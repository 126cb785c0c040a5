//! Luma thresholding
//!
//! Reduces an RGBA raster to black and white, which is the two-tone input
//! patch grouping expects. Luma uses the Rec. 709 weights.

use crate::ColorResult;
use patchwork_core::{RasterMut, Rgb};

/// Default luma threshold
pub const DEFAULT_THRESHOLD: u8 = 127;

/// Rec. 709 luma of a colour, in `0.0..=255.0`.
#[inline]
pub fn luma(color: Rgb) -> f64 {
    0.2126 * color.r as f64 + 0.7152 * color.g as f64 + 0.0722 * color.b as f64
}

/// Threshold a raster in place.
///
/// Pixels with luma `>= threshold` become white, the rest black. Alpha is
/// left untouched. Returns the number of pixels turned black.
pub fn threshold_raster(raster: &mut RasterMut<'_>, threshold: u8) -> usize {
    let mut black = 0;
    for px in raster.pixels_mut() {
        let Some(color) = Rgb::from_channels(px) else {
            continue;
        };
        if luma(color) >= threshold as f64 {
            Rgb::WHITE.write_to(px);
        } else {
            Rgb::BLACK.write_to(px);
            black += 1;
        }
    }
    black
}

/// Threshold an RGBA buffer in place.
///
/// # Errors
///
/// Returns [`crate::ColorError::Core`] if `buffer` and `width` do not
/// describe a valid raster.
pub fn threshold(buffer: &mut [u8], width: usize, threshold: u8) -> ColorResult<usize> {
    let mut raster = RasterMut::new(buffer, width)?;
    Ok(threshold_raster(&mut raster, threshold))
}
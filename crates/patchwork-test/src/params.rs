//! Regression test parameters and checks

use std::collections::BTreeSet;

/// Regression test parameters
///
/// Tracks the test name, the index of the last check, and every recorded
/// failure. Checks never panic; the test asserts on [`RegParams::cleanup`].
pub struct RegParams {
    /// Name of the test (e.g., "patches")
    pub test_name: String,
    /// Current check index (incremented before each check)
    index: usize,
    /// Overall success status
    success: bool,
    /// Recorded failures
    failures: Vec<String>,
}

impl RegParams {
    /// Create new regression test parameters
    ///
    /// Also installs an `env_logger` test logger so library logs show up
    /// when `RUST_LOG` is set.
    pub fn new(test_name: &str) -> Self {
        let _ = env_logger::builder().is_test(true).try_init();

        eprintln!();
        eprintln!("////////////////////////////////////////////////");
        eprintln!("////////////////   {}_reg   ///////////////", test_name);
        eprintln!("////////////////////////////////////////////////");

        Self {
            test_name: test_name.to_string(),
            index: 0,
            success: true,
            failures: Vec::new(),
        }
    }

    /// Get the current check index
    pub fn index(&self) -> usize {
        self.index
    }

    fn fail(&mut self, msg: String) {
        eprintln!("{}", msg);
        self.failures.push(msg);
        self.success = false;
    }

    /// Compare two floating-point values
    ///
    /// # Arguments
    ///
    /// * `expected` - Expected value
    /// * `actual` - Actual computed value
    /// * `delta` - Maximum allowed difference
    ///
    /// # Returns
    ///
    /// `true` if values match within delta, `false` otherwise.
    pub fn compare_values(&mut self, expected: f64, actual: f64, delta: f64) -> bool {
        self.index += 1;
        let diff = (expected - actual).abs();

        if diff > delta {
            let msg = format!(
                "Failure in {}_reg: value comparison for index {}\n\
                 difference = {} but allowed delta = {}\n\
                 expected = {}, actual = {}",
                self.test_name, self.index, diff, delta, expected, actual
            );
            self.fail(msg);
            false
        } else {
            true
        }
    }

    /// Compare two partitions of offsets, ignoring the order of the parts
    ///
    /// # Returns
    ///
    /// `true` if both hold exactly the same sets, `false` otherwise.
    pub fn compare_partitions(
        &mut self,
        expected: &[BTreeSet<usize>],
        actual: &[BTreeSet<usize>],
    ) -> bool {
        self.index += 1;

        let mut lhs: Vec<&BTreeSet<usize>> = expected.iter().collect();
        let mut rhs: Vec<&BTreeSet<usize>> = actual.iter().collect();
        lhs.sort();
        rhs.sort();

        if lhs != rhs {
            let msg = format!(
                "Failure in {}_reg: partition comparison for index {}\n\
                 expected {} parts {:?}\n\
                 actual {} parts {:?}",
                self.test_name,
                self.index,
                lhs.len(),
                lhs,
                rhs.len(),
                rhs
            );
            self.fail(msg);
            false
        } else {
            true
        }
    }

    /// Compare two byte buffers for exact equality
    pub fn compare_bytes(&mut self, data1: &[u8], data2: &[u8]) -> bool {
        self.index += 1;

        if data1 != data2 {
            let first_diff = data1
                .iter()
                .zip(data2)
                .position(|(a, b)| a != b)
                .unwrap_or(data1.len().min(data2.len()));
            let msg = format!(
                "Failure in {}_reg: byte comparison for index {}\n\
                 sizes: {} vs {}, first difference at {}",
                self.test_name,
                self.index,
                data1.len(),
                data2.len(),
                first_diff
            );
            self.fail(msg);
            false
        } else {
            true
        }
    }

    /// Clean up and report results
    ///
    /// # Returns
    ///
    /// `true` if all checks passed, `false` if any failed.
    pub fn cleanup(self) -> bool {
        if self.success {
            eprintln!("SUCCESS: {}_reg", self.test_name);
        } else {
            eprintln!("FAILURE: {}_reg", self.test_name);
            for failure in &self.failures {
                eprintln!("  {}", failure);
            }
        }
        eprintln!();

        self.success
    }

    /// Check if all checks have passed so far
    pub fn is_success(&self) -> bool {
        self.success
    }

    /// Get list of failures
    pub fn failures(&self) -> &[String] {
        &self.failures
    }
}

#[cfg(test)]
mod tests {
    use super::*;

    #[test]
    fn test_compare_values_success() {
        let mut rp = RegParams::new("test");
        assert!(rp.compare_values(100.0, 100.0, 0.0));
        assert!(rp.is_success());
    }

    #[test]
    fn test_compare_values_within_delta() {
        let mut rp = RegParams::new("test");
        assert!(rp.compare_values(100.0, 100.5, 1.0));
        assert!(rp.is_success());
    }

    #[test]
    fn test_compare_values_failure() {
        let mut rp = RegParams::new("test");
        assert!(!rp.compare_values(100.0, 200.0, 0.0));
        assert!(!rp.is_success());
        assert_eq!(rp.failures().len(), 1);
    }

    #[test]
    fn test_compare_partitions_ignores_order() {
        let mut rp = RegParams::new("test");
        let a: BTreeSet<usize> = [0, 4].into_iter().collect();
        let b: BTreeSet<usize> = [12].into_iter().collect();
        assert!(rp.compare_partitions(&[a.clone(), b.clone()], &[b.clone(), a.clone()]));
        assert!(!rp.compare_partitions(&[a.clone(), b.clone()], &[a]));
        assert_eq!(rp.index(), 2);
        assert!(!rp.cleanup());
    }

    #[test]
    fn test_compare_bytes() {
        let mut rp = RegParams::new("test");
        assert!(rp.compare_bytes(&[1, 2, 3], &[1, 2, 3]));
        assert!(!rp.compare_bytes(&[1, 2, 3], &[1, 9, 3]));
    }
}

_ _ _

If a line in the entries contains the word "BTreeSet", copy that line out.

Task result:
use std::collections::BTreeSet;
        expected: &[BTreeSet<usize>],
        actual: &[BTreeSet<usize>],
        let mut lhs: Vec<&BTreeSet<usize>> = expected.iter().collect();
        let mut rhs: Vec<&BTreeSet<usize>> = actual.iter().collect();
        let a: BTreeSet<usize> = [0, 4].into_iter().collect();
        let b: BTreeSet<usize> = [12].into_iter().collect();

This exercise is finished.